**What the exercise asks:** Copy, from the material below, each line that contains the word "ImportedModel".

**Material provided:**
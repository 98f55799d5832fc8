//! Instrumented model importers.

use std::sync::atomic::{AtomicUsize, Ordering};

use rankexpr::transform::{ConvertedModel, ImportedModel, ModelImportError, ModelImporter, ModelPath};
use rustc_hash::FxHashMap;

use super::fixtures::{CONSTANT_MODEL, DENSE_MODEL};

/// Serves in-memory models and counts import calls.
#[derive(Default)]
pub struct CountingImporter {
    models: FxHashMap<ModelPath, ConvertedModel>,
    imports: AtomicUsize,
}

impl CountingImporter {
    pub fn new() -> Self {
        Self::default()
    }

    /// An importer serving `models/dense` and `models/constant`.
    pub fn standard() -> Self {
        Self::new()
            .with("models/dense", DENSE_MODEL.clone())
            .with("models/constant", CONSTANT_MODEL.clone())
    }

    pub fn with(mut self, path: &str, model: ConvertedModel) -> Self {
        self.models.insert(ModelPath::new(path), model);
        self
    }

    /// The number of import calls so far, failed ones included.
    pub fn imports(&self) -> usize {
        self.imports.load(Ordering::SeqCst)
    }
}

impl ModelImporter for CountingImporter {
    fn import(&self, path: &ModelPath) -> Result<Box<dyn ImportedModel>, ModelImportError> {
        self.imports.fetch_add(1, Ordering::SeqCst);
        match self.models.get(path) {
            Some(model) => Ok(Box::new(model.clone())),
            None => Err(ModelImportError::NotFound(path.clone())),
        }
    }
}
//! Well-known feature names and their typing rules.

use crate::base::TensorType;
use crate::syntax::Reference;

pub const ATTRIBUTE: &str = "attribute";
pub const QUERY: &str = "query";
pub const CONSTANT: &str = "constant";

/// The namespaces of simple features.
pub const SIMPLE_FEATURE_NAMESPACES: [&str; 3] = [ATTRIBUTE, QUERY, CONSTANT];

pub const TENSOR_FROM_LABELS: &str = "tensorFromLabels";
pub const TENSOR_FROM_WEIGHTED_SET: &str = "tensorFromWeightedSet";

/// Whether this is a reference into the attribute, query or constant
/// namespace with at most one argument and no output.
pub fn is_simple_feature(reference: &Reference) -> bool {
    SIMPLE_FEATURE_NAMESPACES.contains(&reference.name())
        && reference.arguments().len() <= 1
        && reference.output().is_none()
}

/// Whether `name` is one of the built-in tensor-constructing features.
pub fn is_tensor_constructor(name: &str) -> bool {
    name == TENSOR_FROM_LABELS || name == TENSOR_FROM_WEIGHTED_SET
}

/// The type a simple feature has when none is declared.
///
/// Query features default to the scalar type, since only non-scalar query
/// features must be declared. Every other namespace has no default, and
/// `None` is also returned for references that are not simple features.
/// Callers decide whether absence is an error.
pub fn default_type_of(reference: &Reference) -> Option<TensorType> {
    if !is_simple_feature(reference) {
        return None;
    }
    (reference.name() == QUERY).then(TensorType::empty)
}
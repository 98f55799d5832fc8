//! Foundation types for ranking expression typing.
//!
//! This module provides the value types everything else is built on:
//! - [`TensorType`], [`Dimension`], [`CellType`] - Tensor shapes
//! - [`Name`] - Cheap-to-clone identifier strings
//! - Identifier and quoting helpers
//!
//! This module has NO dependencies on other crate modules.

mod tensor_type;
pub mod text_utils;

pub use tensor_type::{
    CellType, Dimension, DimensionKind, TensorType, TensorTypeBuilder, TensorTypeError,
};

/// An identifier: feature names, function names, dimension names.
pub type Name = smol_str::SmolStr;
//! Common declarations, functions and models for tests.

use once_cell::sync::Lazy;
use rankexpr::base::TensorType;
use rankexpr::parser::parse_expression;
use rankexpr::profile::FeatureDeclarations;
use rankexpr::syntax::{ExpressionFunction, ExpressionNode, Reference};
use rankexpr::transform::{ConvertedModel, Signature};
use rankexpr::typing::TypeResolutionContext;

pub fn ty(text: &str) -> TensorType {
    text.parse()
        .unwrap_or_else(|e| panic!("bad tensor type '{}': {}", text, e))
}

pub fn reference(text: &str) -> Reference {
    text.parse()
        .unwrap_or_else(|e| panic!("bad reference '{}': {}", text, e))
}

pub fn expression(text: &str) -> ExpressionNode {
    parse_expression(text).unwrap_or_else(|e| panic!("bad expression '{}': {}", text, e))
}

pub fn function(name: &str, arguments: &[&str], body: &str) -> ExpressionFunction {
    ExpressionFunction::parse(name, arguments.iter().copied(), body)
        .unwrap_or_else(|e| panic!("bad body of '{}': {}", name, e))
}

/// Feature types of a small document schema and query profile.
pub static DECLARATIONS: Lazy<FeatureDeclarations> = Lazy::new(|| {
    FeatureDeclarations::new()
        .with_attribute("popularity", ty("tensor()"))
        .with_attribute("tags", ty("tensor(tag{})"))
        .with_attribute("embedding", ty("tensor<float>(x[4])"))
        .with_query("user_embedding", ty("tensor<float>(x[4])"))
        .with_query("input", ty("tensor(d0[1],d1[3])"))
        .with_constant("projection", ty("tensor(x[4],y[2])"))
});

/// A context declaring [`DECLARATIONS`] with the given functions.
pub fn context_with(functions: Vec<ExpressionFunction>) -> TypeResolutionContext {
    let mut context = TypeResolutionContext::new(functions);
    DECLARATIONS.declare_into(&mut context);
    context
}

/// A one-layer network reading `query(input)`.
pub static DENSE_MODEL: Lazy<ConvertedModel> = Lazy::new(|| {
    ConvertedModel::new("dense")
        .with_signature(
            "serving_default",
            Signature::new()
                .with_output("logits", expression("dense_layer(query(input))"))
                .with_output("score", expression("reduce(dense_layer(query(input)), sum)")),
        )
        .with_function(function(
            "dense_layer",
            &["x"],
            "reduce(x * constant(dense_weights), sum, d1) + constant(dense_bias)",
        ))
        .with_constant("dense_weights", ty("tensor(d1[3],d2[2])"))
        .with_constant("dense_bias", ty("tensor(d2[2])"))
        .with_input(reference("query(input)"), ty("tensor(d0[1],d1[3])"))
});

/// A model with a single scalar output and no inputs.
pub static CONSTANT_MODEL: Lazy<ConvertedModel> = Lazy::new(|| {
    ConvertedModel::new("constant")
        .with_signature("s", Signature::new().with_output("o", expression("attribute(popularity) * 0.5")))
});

**Response to the exercise:**
use rankexpr::transform::{ConvertedModel, ImportedModel, ModelImportError, ModelImporter, ModelPath};
    fn import(&self, path: &ModelPath) -> Result<Box<dyn ImportedModel>, ModelImportError> {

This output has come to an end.